With both ends included, repeat exactly the lines of the entries below from the one containing "pub fn is_empty(&self)" down to the one containing "PathBuf, message: String", and no others.

Content starts

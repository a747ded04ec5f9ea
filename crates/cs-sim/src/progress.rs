//! Driver phases and progress snapshots.

use std::fmt;

/// `Idle → Initializing → Integrating ⇄ EventHandling → Exchanging → ... → Finished | Aborted`.
#[derive(Clone, Copy, Debug, PartialEq, Eq)]
pub enum DriverPhase {
    Idle,
    Initializing,
    Integrating,
    EventHandling,
    Exchanging,
    Finished,
    Aborted,
}

impl DriverPhase {
    pub fn as_str(self) -> &'static str {
        match self {
            DriverPhase::Idle => "idle",
            DriverPhase::Initializing => "initializing",
            DriverPhase::Integrating => "integrating",
            DriverPhase::EventHandling => "event-handling",
            DriverPhase::Exchanging => "exchanging",
            DriverPhase::Finished => "finished",
            DriverPhase::Aborted => "aborted",
        }
    }

    pub fn is_terminal(self) -> bool {
        matches!(self, DriverPhase::Finished | DriverPhase::Aborted)
    }
}

impl fmt::Display for DriverPhase {
    fn fmt(&self, f: &mut fmt::Formatter<'_>) -> fmt::Result {
        f.write_str(self.as_str())
    }
}

/// Snapshot handed to the progress callback after every accepted step.
#[derive(Clone, Debug, PartialEq)]
pub struct DriverProgress {
    pub phase: DriverPhase,
    pub t: f64,
    pub t_end: f64,
    pub fraction: f64,
    pub step: usize,
    pub events: usize,
    pub exchanges: usize,
}
//! Binding parsing.

use std::fmt;

use serde::{Deserialize, Serialize};

use crate::error::{ExchangeError, ExchangeResult};

/// Direction of a binding set.
#[derive(Clone, Copy, Debug, PartialEq, Eq, Hash, Serialize, Deserialize)]
pub enum Direction {
    ModelToField,
    FieldToModel,
}

impl fmt::Display for Direction {
    fn fmt(&self, f: &mut fmt::Formatter<'_>) -> fmt::Result {
        match self {
            Direction::ModelToField => f.write_str("model->field"),
            Direction::FieldToModel => f.write_str("field->model"),
        }
    }
}

/// One unidirectional `(source, destination)` pair.
#[derive(Clone, Debug, PartialEq, Eq, Serialize, Deserialize)]
pub struct Binding {
    pub source: String,
    pub destination: String,
}

impl Binding {
    pub fn new(source: impl Into<String>, destination: impl Into<String>) -> Self {
        Self {
            source: source.into(),
            destination: destination.into(),
        }
    }
}

/// Ordered bindings for one direction. Immutable once parsed.
#[derive(Clone, Debug, Default, PartialEq, Eq, Serialize, Deserialize)]
pub struct BindingSet {
    direction: Option<Direction>,
    bindings: Vec<Binding>,
}

impl BindingSet {
    /// Parse `"srcA dstA;srcB dstB;..."`.
    ///
    /// A blank string means no bindings. Otherwise every `;`-separated
    /// entry, including an empty one, must split into exactly two
    /// whitespace-separated tokens.
    pub fn parse(direction: Direction, spec: &str) -> ExchangeResult<Self> {
        let mut bindings = Vec::new();
        if spec.trim().is_empty() {
            return Ok(Self {
                direction: Some(direction),
                bindings,
            });
        }
        for (index, entry) in spec.split(';').enumerate() {
            let entry = entry.trim();
            let tokens: Vec<&str> = entry.split_whitespace().collect();
            if tokens.len() != 2 {
                return Err(ExchangeError::Parse {
                    direction,
                    index,
                    entry: entry.to_string(),
                    tokens: tokens.len(),
                });
            }
            bindings.push(Binding::new(tokens[0], tokens[1]));
        }
        Ok(Self {
            direction: Some(direction),
            bindings,
        })
    }

    pub fn direction(&self) -> Option<Direction> {
        self.direction
    }

    pub fn iter(&self) -> std::slice::Iter<'_, Binding> {
        self.bindings.iter()
    }

    pub fn len(&self) -> usize {
        self.bindings.len()
    }

    pub fn is_empty(&self) -> bool {
        self.bindings.is_empty()
    }

    pub fn first(&self) -> Option<&Binding> {
        self.bindings.first()
    }

    /// Destination names that appear more than once, in first-seen order.
    pub fn duplicate_destinations(&self) -> Vec<&str> {
        let mut seen = std::collections::HashSet::new();
        let mut dups = Vec::new();
        for b in &self.bindings {
            if !seen.insert(b.destination.as_str()) && !dups.contains(&b.destination.as_str()) {
                dups.push(b.destination.as_str());
            }
        }
        dups
    }
}

impl<'a> IntoIterator for &'a BindingSet {
    type Item = &'a Binding;
    type IntoIter = std::slice::Iter<'a, Binding>;

    fn into_iter(self) -> Self::IntoIter {
        self.bindings.iter()
    }
}
//! Error types for model sessions.

use std::path::PathBuf;

use cs_core::{CoreError, FailureClass};
use thiserror::Error;

use crate::session::ModelMode;

/// Errors raised by a model session or a loaded model.
#[derive(Error, Debug)]
pub enum ModelError {
    #[error("Failed to load model {path}: {message}")]
    Load { path: PathBuf, message: String },

    #[error("Malformed model definition: {what}")]
    Definition { what: String },

    #[error("Invalid configuration: {what}")]
    Config { what: String },

    #[error("Unknown variable: {name}")]
    UnknownVariable { name: String },

    #[error("Variable is not settable: {name}")]
    ReadOnly { name: String },

    #[error("Operation '{operation}' not allowed in {mode:?} mode")]
    InvalidTransition {
        operation: &'static str,
        mode: ModelMode,
    },

    #[error("Discrete states did not settle after {iterations} event iterations")]
    EventIterationLimit { iterations: usize },

    #[error("Invalid argument: {what}")]
    InvalidArg { what: &'static str },

    #[error(transparent)]
    Core(#[from] CoreError),
}

pub type ModelResult<T> = Result<T, ModelError>;

impl ModelError {
    pub fn class(&self) -> FailureClass {
        match self {
            ModelError::Load { .. } | ModelError::Definition { .. } => FailureClass::Load,
            ModelError::Config { .. } | ModelError::InvalidArg { .. } => FailureClass::Config,
            ModelError::UnknownVariable { .. } | ModelError::ReadOnly { .. } => {
                FailureClass::UnknownVariable
            }
            ModelError::InvalidTransition { .. } | ModelError::EventIterationLimit { .. } => {
                FailureClass::Internal
            }
            ModelError::Core(e) => e.class(),
        }
    }
}
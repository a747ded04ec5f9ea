//! cs-sim: co-simulation driver.
//!
//! Provides:
//! - `CoSimulationDriver`: explicit-Euler loop over a `ModelSession` with
//!   time, state and step event handling, exchanging boundary values with a
//!   `FieldSolverSession` at the configured cadence
//! - cadence policies (legacy event counting or simulated-time interval)
//! - progress snapshots for front ends

pub mod cadence;
pub mod driver;
pub mod error;
pub mod progress;

pub use cadence::{CadencePolicy, CommunicationCounter, required_events};
pub use driver::{CoSimulationDriver, DriverOptions, ExchangePlan, RunOutcome};
pub use error::{SimError, SimResult};
pub use progress::{DriverPhase, DriverProgress};

/// Version string recorded in run manifests and mixed into run ids.
pub const DRIVER_VERSION: &str = env!("CARGO_PKG_VERSION");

Content ends

### [RESULT FOR THIS EXERCISE]
    pub fn is_empty(&self) -> bool {
        self.bindings.is_empty()
    }

    pub fn first(&self) -> Option<&Binding> {
        self.bindings.first()
    }

    /// Destination names that appear more than once, in first-seen order.
    pub fn duplicate_destinations(&self) -> Vec<&str> {
        let mut seen = std::collections::HashSet::new();
        let mut dups = Vec::new();
        for b in &self.bindings {
            if !seen.insert(b.destination.as_str()) && !dups.contains(&b.destination.as_str()) {
                dups.push(b.destination.as_str());
            }
        }
        dups
    }
}

impl<'a> IntoIterator for &'a BindingSet {
    type Item = &'a Binding;
    type IntoIter = std::slice::Iter<'a, Binding>;

    fn into_iter(self) -> Self::IntoIter {
        self.bindings.iter()
    }
}
//! Error types for model sessions.

use std::path::PathBuf;

use cs_core::{CoreError, FailureClass};
use thiserror::Error;

use crate::session::ModelMode;

/// Errors raised by a model session or a loaded model.
#[derive(Error, Debug)]
pub enum ModelError {
    #[error("Failed to load model {path}: {message}")]
    Load { path: PathBuf, message: String },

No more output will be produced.